● YOUR OBJECTIVE:
Every entry needs to be written out again exactly.
==== RECORDED DATA
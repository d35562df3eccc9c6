// Copyright (c) 2025 Fabstir
// SPDX-License-Identifier: BUSL-1.1
// Version information for the OCR chat node

/// Full version string with feature description
pub const VERSION: &str = "v0.1.0-sentence-retrieval-2025-11-04";

/// Semantic version number
pub const VERSION_NUMBER: &str = env!("CARGO_PKG_VERSION");

/// Build date
pub const BUILD_DATE: &str = "2025-11-04";

/// Supported features in this version
pub const FEATURES: &[&str] = &[
    "sentence-segmentation",
    "onnx-embeddings",
    "hashing-embeddings",
    "exact-vector-search",
    "session-retrieval",
    "structured-extraction",
    "vlm-ocr",
    "chat-relay",
];

/// Get formatted version string for logging
pub fn get_version_string() -> String {
    format!("OCR Chat Node {} ({})", VERSION_NUMBER, BUILD_DATE)
}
========
● TASK SOLUTION:
repository d35562df3eccc9c6
// Copyright (c) 2025 Fabstir
// SPDX-License-Identifier: BUSL-1.1
// Version information for the OCR chat node

/// Full version string with feature description
pub const VERSION: &str = "v0.1.0-sentence-retrieval-2025-11-04";

/// Semantic version number
pub const VERSION_NUMBER: &str = env!("CARGO_PKG_VERSION");

/// Build date
pub const BUILD_DATE: &str = "2025-11-04";

/// Supported features in this version
pub const FEATURES: &[&str] = &[
    "sentence-segmentation",
    "onnx-embeddings",
    "hashing-embeddings",
    "exact-vector-search",
    "session-retrieval",
    "structured-extraction",
    "vlm-ocr",
    "chat-relay",
];

/// Get formatted version string for logging
pub fn get_version_string() -> String {
    format!("OCR Chat Node {} ({})", VERSION_NUMBER, BUILD_DATE)
}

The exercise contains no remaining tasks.